Lower-Cost Car Imports on the Rise
Importing Used Cars into Ireland
With the onset of the Brexit decision for the UK to leave the EU, the value of Sterling has dropped dramatically. As a result, there has been a massive increase in vehicle imports from the UK.
Overall, there has been an 80% increase in vehicle registrations during September alone and if the drop in Sterling continues it will inevitably lead to even more UK imports into the Republic of Ireland.
It is claimed that some owners have made savings of between €4,000 and €6,000 in cars that they brought in from the North or from the rest of the United Kingdom.
While these figures are massive savings. The conservative estimate of savings for most are a lot lower.
A study carried out by MyVehicle.ie on the top 10 car imports last month reveals that while you can make substantial savings with certain imported cars, the savings may not be as high as you may think when you take into consideration, VRT, transport and travel expenses and other costs.

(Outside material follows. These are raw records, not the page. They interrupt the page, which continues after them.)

//! Per-role pick and ban preferences

use std::fmt;

use serde::{Deserialize, Serialize};

use crate::role::Role;

/// Which list of a role a champion belongs to
#[derive(Debug, Clone, Copy, PartialEq, Eq, Hash, Default, Serialize, Deserialize)]
#[serde(rename_all = "lowercase")]
pub enum PickMode {
    #[default]
    Pick,
    Ban,
}

impl PickMode {
    pub fn toggle(self) -> Self {
        match self {
            PickMode::Pick => PickMode::Ban,
            PickMode::Ban => PickMode::Pick,
        }
    }
}

impl fmt::Display for PickMode {
    fn fmt(&self, f: &mut fmt::Formatter<'_>) -> fmt::Result {
        match self {
            PickMode::Pick => f.write_str("pick"),
            PickMode::Ban => f.write_str("ban"),
        }
    }
}

/// Ordered pick and ban lists for one role. Earlier entries have higher priority.
#[derive(Debug, Clone, Default, PartialEq, Eq, Serialize, Deserialize)]
pub struct RolePreferences {
    #[serde(default)]
    pub preferred_champions: Vec<i64>,
    #[serde(default)]
    pub auto_ban_champions: Vec<i64>,
}

impl RolePreferences {
    pub fn list(&self, mode: PickMode) -> &[i64] {
        match mode {
            PickMode::Pick => &self.preferred_champions,
            PickMode::Ban => &self.auto_ban_champions,
        }
    }

    fn list_mut(&mut self, mode: PickMode) -> &mut Vec<i64> {
        match mode {
            PickMode::Pick => &mut self.preferred_champions,
            PickMode::Ban => &mut self.auto_ban_champions,
        }
    }

    /// Append `id` at lowest priority. Returns `false` if it was already listed.
    pub fn add(&mut self, mode: PickMode, id: i64) -> bool {
        let list = self.list_mut(mode);
        if list.contains(&id) {
            return false;
        }
        list.push(id);
        true
    }

    /// Remove `id`, keeping the order of the others. Returns `false` if absent.
    pub fn remove(&mut self, mode: PickMode, id: i64) -> bool {
        let list = self.list_mut(mode);
        let before = list.len();
        list.retain(|existing| *existing != id);
        list.len() != before
    }
}

/// Preferences for all five roles.
///
/// Always read and written as a whole; the backend never sees a partial update.
#[derive(Debug, Clone, Default, PartialEq, Eq, Serialize, Deserialize)]
pub struct ChampionPreferences {
    #[serde(default)]
    pub top: RolePreferences,
    #[serde(default)]
    pub jungle: RolePreferences,
    #[serde(default)]
    pub mid: RolePreferences,
    #[serde(default)]
    pub adc: RolePreferences,
    #[serde(default)]
    pub support: RolePreferences,
}

impl ChampionPreferences {
    pub fn role(&self, role: Role) -> &RolePreferences {
        match role {
            Role::Top => &self.top,
            Role::Jungle => &self.jungle,
            Role::Mid => &self.mid,
            Role::Adc => &self.adc,
            Role::Support => &self.support,
        }
    }

    pub fn role_mut(&mut self, role: Role) -> &mut RolePreferences {
        match role {
            Role::Top => &mut self.top,
            Role::Jungle => &mut self.jungle,
            Role::Mid => &mut self.mid,
            Role::Adc => &mut self.adc,
            Role::Support => &mut self.support,
        }
    }

    pub fn list(&self, role: Role, mode: PickMode) -> &[i64] {
        self.role(role).list(mode)
    }

    pub fn add(&mut self, role: Role, mode: PickMode, id: i64) -> bool {
        self.role_mut(role).add(mode, id)
    }

    pub fn remove(&mut self, role: Role, mode: PickMode, id: i64) -> bool {
        self.role_mut(role).remove(mode, id)
    }
}

#[cfg(test)]
mod tests {
    use super::*;

    #[test]
    fn test_add_is_idempotent() {
        let mut prefs = ChampionPreferences::default();
        assert!(prefs.add(Role::Top, PickMode::Pick, 266));
        let snapshot = prefs.clone();
        assert!(!prefs.add(Role::Top, PickMode::Pick, 266));
        assert_eq!(prefs, snapshot);
    }

    #[test]
    fn test_add_appends_at_lowest_priority() {
        let mut prefs = ChampionPreferences::default();
        prefs.add(Role::Mid, PickMode::Ban, 1);
        prefs.add(Role::Mid, PickMode::Ban, 2);
        prefs.add(Role::Mid, PickMode::Ban, 103);
        assert_eq!(prefs.mid.auto_ban_champions, vec![1, 2, 103]);
        assert!(prefs.mid.preferred_champions.is_empty());
    }

    #[test]
    fn test_remove_preserves_order() {
        let mut prefs = ChampionPreferences::default();
        prefs.adc.preferred_champions = vec![1, 2, 3];
        assert!(prefs.remove(Role::Adc, PickMode::Pick, 2));
        assert_eq!(prefs.adc.preferred_champions, vec![1, 3]);
        assert!(!prefs.remove(Role::Adc, PickMode::Pick, 9));
        assert_eq!(prefs.adc.preferred_champions, vec![1, 3]);
    }

    #[test]
    fn test_same_champion_may_be_picked_and_banned() {
        let mut prefs = ChampionPreferences::default();
        assert!(prefs.add(Role::Support, PickMode::Pick, 412));
        assert!(prefs.add(Role::Support, PickMode::Ban, 412));
        assert!(prefs.add(Role::Top, PickMode::Pick, 412));
        assert_eq!(prefs.list(Role::Support, PickMode::Ban), &[412]);
    }

    #[test]
    fn test_serializes_all_five_roles() {
        let json = serde_json::to_value(ChampionPreferences::default()).unwrap();
        let object = json.as_object().unwrap();
        for role in Role::ALL {
            let entry = &object[role.key()];
            assert!(entry["preferred_champions"].is_array());
            assert!(entry["auto_ban_champions"].is_array());
        }
        assert_eq!(object.len(), 5);
    }

    #[test]
    fn test_deserializes_missing_roles_as_empty() {
        let prefs: ChampionPreferences =
            serde_json::from_str(r#"{"mid": {"preferred_champions": [103]}}"#).unwrap();
        assert_eq!(prefs.mid.preferred_champions, vec![103]);
        assert!(prefs.mid.auto_ban_champions.is_empty());
        assert_eq!(prefs.top, RolePreferences::default());
    }

    #[test]
    fn test_pick_mode_toggle() {
        assert_eq!(PickMode::Pick.toggle(), PickMode::Ban);
        assert_eq!(PickMode::Ban.toggle(), PickMode::Pick);
    }
}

With so many used car imports into the Irish Market, there is almost the certainty that market values will be driven down as well to coincide with the high volume of imports due to the evaluation of the British Pound.
On one hand this is very positive for the consumer who buys in their car From the UK but the knock-on effect of this also means that thousands who want to sell on their used car will see their vehicles markedly devalued as the lower import prices will deflate the values throughout the whole of the market. This means that your car could be worth less in trade-in against a new car.
Surprisingly, purchase of some of the models, particularly the older ones ended up costing a lot more in fact and still others only made a saving of a few hundred euro. You may ask yourself, in some cases at least, is it worth the extra stress, energy, travel expense and hassle importing from the UK when you could find a similar vehicle within the Irish market?
When factoring in the market values here compared to the UK, the cost of Sterling, exchange rate against the Euro as well as VRT and up to €500 for travel expenses, MyVehicle.ie has found that in certain circumstances the costs may be prohibitive.
The advice is that with so many different variants involved in the importation of a vehicle from the UK; Caveat emptor (buyer beware). The buyer should be aware of all the factors involved.
2012 VW Golf ‘Match’ diesel 1.6 TDI (estimated retail savings €936)
2013 Ford Focus 1.6 diesel (€2,568 saving)
2013 Golf diesel 1.6 TDI SE (€615)
2012 Volkswagen Passat BlueMotion (€195)
2013 Nissan Qashqai 1.5 dCi (LOST €1,594)
2012 Opel Insignia 2.0CDTi (€641)
2013 Audi A4 2.0TDi (€3,375)
and another 2010 VW Golf 1.6TDI (LOST €378)
As you can see from the examples used above, there are certainly good opportunities to be had but we must also be aware that the pendulum swings both ways in the used car import game.